Forlì-Cesena: il 2009 dell'economia, metalmeccanico a -21%

Forlì-Cesena: il 2009 dell'economia, metalmeccanico a -21%

Forlì-Cesena: il 2009 dell'economia, metalmeccanico a -21%

FORLI' - Il 2009 è stato un anno di segni negativi, e non poteva essere diversamente nell' "annus horribilis" della crisi economica. La Camera di Commercio di Forlì-Cesena ha diffuso i dati sull'andamento dell'economia provinciale nell'anno passato: uno dei pochi segni più è quello, non lusinghiero, della disoccupazione, passato dal 3,2% del 2007 al 6,1% dei primi tre trimestri del 2009. I disoccupati sono aumentati del 19%, le assunzioni sono calate del 9,9%.

 

La crisi morde ancora

In generale, sono circa 700 le imprese provinciali piegate dalla crisi, con 14 mila lavoratori coinvolti. Sono i numeri di una crisi che non smette di mordere in provincia, "anche se ci rasserena il fatto che si possa ipotizzare dalla fine del 2010 un miglioramento", rileva il vice-presidente vicario Alberto Zambianchi (il presidente Tiziano Alessandrini è "congelato" per la candidatura alle Regionali per il Pd).

 

Numero delle imprese stabile

Le imprese attive ammontano a 40.650, lo 0,15% in meno rispetto all'anno prima: la flessione più consistente è nel settore dei trasporti (-3%), poi nelle manifatture (-2,3%). Quindi l'analisi per i singoli settori economici : "Anche quest'anno è in calo il reddito degli agricoltori", spiega Zambianchi riferendosi al settore primario, dove la produzione lorda vendibile è scesa dell'8,3% (malissimo le colture da frutto, con -34,9%).

 

Industria ancora a capofitto

Il settore industriale è in calo del 2,3%, con numeri da bollettino di guerra: produzione -6,3%, fatturato -8,5%, occupazione -2,4%, ordinativi interni -2,6%, ordinativi esterni +1,8%. E' il metalmeccanico il più colpito dalla crisi: il 2009 ha segnato un -21%. "E' un dato particolarmente doloroso, perché è il settore con più hi-tech e più internazionalizzato dell'economia provinciale", commenta Zambianchi. L'intera manifattura ha visto un calo medio dell'11,3%. Non meglio va al settore delle costruzioni: qui la fotografia della crisi la dà la diminuzione dell'8,1% dei dipendenti impiegati.

 

Male l'export

Non migliorano i dati sul fronte dell'export: in provincia di Forlì-Cesena è sceso del 28,3%, assestandosi a quota 2 miliardi di euro: qui il dato è peggiore della media nazionale (-22,8%) e regionale (-24,5%).
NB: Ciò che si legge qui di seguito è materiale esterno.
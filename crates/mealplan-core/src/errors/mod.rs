// ABOUTME: Unified error handling for the meal plan dashboard
// ABOUTME: Defines ErrorCode, AppError, and the AppResult alias used across the workspace
//
// SPDX-License-Identifier: MIT OR Apache-2.0
// Copyright (c) 2025 Pierre Fitness Intelligence

//! # Unified Error Handling System
//!
//! Only conditions that stop the dashboard from running at all become errors:
//! a failed data load, an invalid configuration value, or malformed user input.
//! Dangling food or meal references are data defects, not errors. They are
//! reported as `DataIntegrityWarning` values next to the computed result.

/// Model invariant violations raised while building the lookup tables
pub mod validation;

pub use validation::ValidationError;

use serde::{Deserialize, Serialize};
use std::fmt;
use thiserror::Error;

/// Standard error codes used throughout the application
#[derive(Debug, Clone, Copy, PartialEq, Eq, Hash, Serialize, Deserialize)]
#[non_exhaustive]
pub enum ErrorCode {
    // Validation (3000-3999)
    /// Caller-supplied input is invalid
    #[serde(rename = "INVALID_INPUT")]
    InvalidInput = 3000,
    /// Data does not have the expected shape
    #[serde(rename = "INVALID_FORMAT")]
    InvalidFormat = 3002,

    // Resource Management (4000-4999)
    /// A requested day, meal, or food does not exist
    #[serde(rename = "RESOURCE_NOT_FOUND")]
    ResourceNotFound = 4000,

    // Data loading (5000-5999)
    /// The static dataset could not be loaded
    #[serde(rename = "DATA_LOAD_FAILED")]
    DataLoadFailed = 5000,

    // Configuration (6000-6999)
    /// Configuration value is invalid
    #[serde(rename = "CONFIG_INVALID")]
    ConfigInvalid = 6002,

    // Internal Errors (9000-9999)
    /// Unexpected internal failure
    #[serde(rename = "INTERNAL_ERROR")]
    InternalError = 9000,
    /// Serialization or deserialization failed
    #[serde(rename = "SERIALIZATION_ERROR")]
    SerializationError = 9003,
}

impl ErrorCode {
    /// Get a user-friendly description of this error
    #[must_use]
    pub const fn description(&self) -> &'static str {
        match self {
            Self::InvalidInput => "The provided input is invalid",
            Self::InvalidFormat => "The data format is invalid",
            Self::ResourceNotFound => "The requested resource was not found",
            Self::DataLoadFailed => "Failed to load nutrition data",
            Self::ConfigInvalid => "Configuration is invalid",
            Self::InternalError => "An internal error occurred",
            Self::SerializationError => "Data serialization/deserialization failed",
        }
    }

    /// Whether this error aborts the session before any computation can run
    #[must_use]
    pub const fn is_fatal(&self) -> bool {
        matches!(self, Self::DataLoadFailed | Self::ConfigInvalid)
    }
}

/// Unified error type for the application
#[derive(Debug, Error)]
pub struct AppError {
    /// Error code
    pub code: ErrorCode,
    /// Human-readable error message
    pub message: String,
    /// Source error for error chaining
    #[source]
    pub source: Option<Box<dyn std::error::Error + Send + Sync>>,
}

impl AppError {
    /// Create a new `AppError` with the given code and message
    pub fn new(code: ErrorCode, message: impl Into<String>) -> Self {
        Self {
            code,
            message: message.into(),
            source: None,
        }
    }

    /// Add a source error for error chaining
    #[must_use]
    pub fn with_source(mut self, source: impl std::error::Error + Send + Sync + 'static) -> Self {
        self.source = Some(Box::new(source));
        self
    }

    /// Dataset load failure
    pub fn data_load(message: impl Into<String>) -> Self {
        Self::new(ErrorCode::DataLoadFailed, message)
    }

    /// Invalid input
    pub fn invalid_input(message: impl Into<String>) -> Self {
        Self::new(ErrorCode::InvalidInput, message)
    }

    /// Invalid data format
    pub fn invalid_format(message: impl Into<String>) -> Self {
        Self::new(ErrorCode::InvalidFormat, message)
    }

    /// Resource not found
    pub fn not_found(resource: impl Into<String>) -> Self {
        Self::new(
            ErrorCode::ResourceNotFound,
            format!("{} not found", resource.into()),
        )
    }

    /// Configuration error
    pub fn config(message: impl Into<String>) -> Self {
        Self::new(ErrorCode::ConfigInvalid, message)
    }

    /// Internal error
    pub fn internal(message: impl Into<String>) -> Self {
        Self::new(ErrorCode::InternalError, message)
    }
}

impl fmt::Display for AppError {
    fn fmt(&self, f: &mut fmt::Formatter<'_>) -> fmt::Result {
        write!(f, "{}: {}", self.code.description(), self.message)
    }
}

/// Result type alias for convenience
pub type AppResult<T> = Result<T, AppError>;

impl From<serde_json::Error> for AppError {
    fn from(error: serde_json::Error) -> Self {
        Self::new(ErrorCode::SerializationError, error.to_string()).with_source(error)
    }
}

impl From<std::io::Error> for AppError {
    fn from(error: std::io::Error) -> Self {
        Self::new(ErrorCode::InternalError, error.to_string()).with_source(error)
    }
}

impl From<ValidationError> for AppError {
    fn from(error: ValidationError) -> Self {
        Self::new(ErrorCode::InvalidFormat, error.to_string()).with_source(error)
    }
}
A risentirne maggiormente sono stati gli apparecchi meccanici (-45%), il tessile (-20,7%) e le calzature (-18%). "Bisogna cercare nuovi mercati", è la ricetta di Zambianchi.

 

Turismo stabile

Se va male l'industria, tuttavia, non si lamenta il turismo, che ha segnato un sostanziale pareggio, con un +1,2% sugli arrivi e un -1% sulle presenze (che sfiorano i 6 milioni di cui 5 sul tratto di costa di Cesenatico). Infine, il credito: "E qui la situazione non è pessima", sintetizza il vice-presidente vicario Zambianchi. La raccolta bancaria ammonta a 6 miliardi e 959 milioni di euro, con una variazione positiva del 7,3%, meglio della media regionale 5,5%) e di quella nazionale (6,7%).

 

Insomma, un quadro a tinte fosche, ma come rileva, concludendo, Zambianchi, il peggio è finito: "L'anno appena trascorso e l'inizio del 2010 mostrano un rallentamento dei ritmi di caduta e qualche indicatore di segno positivo". Cosa farà la Camera di commercio per contrastare questa situazione. La strada è ormai tracciata: sostegno al credito e alla finanza di impresa, internazionalizzazione e marketing del territorio.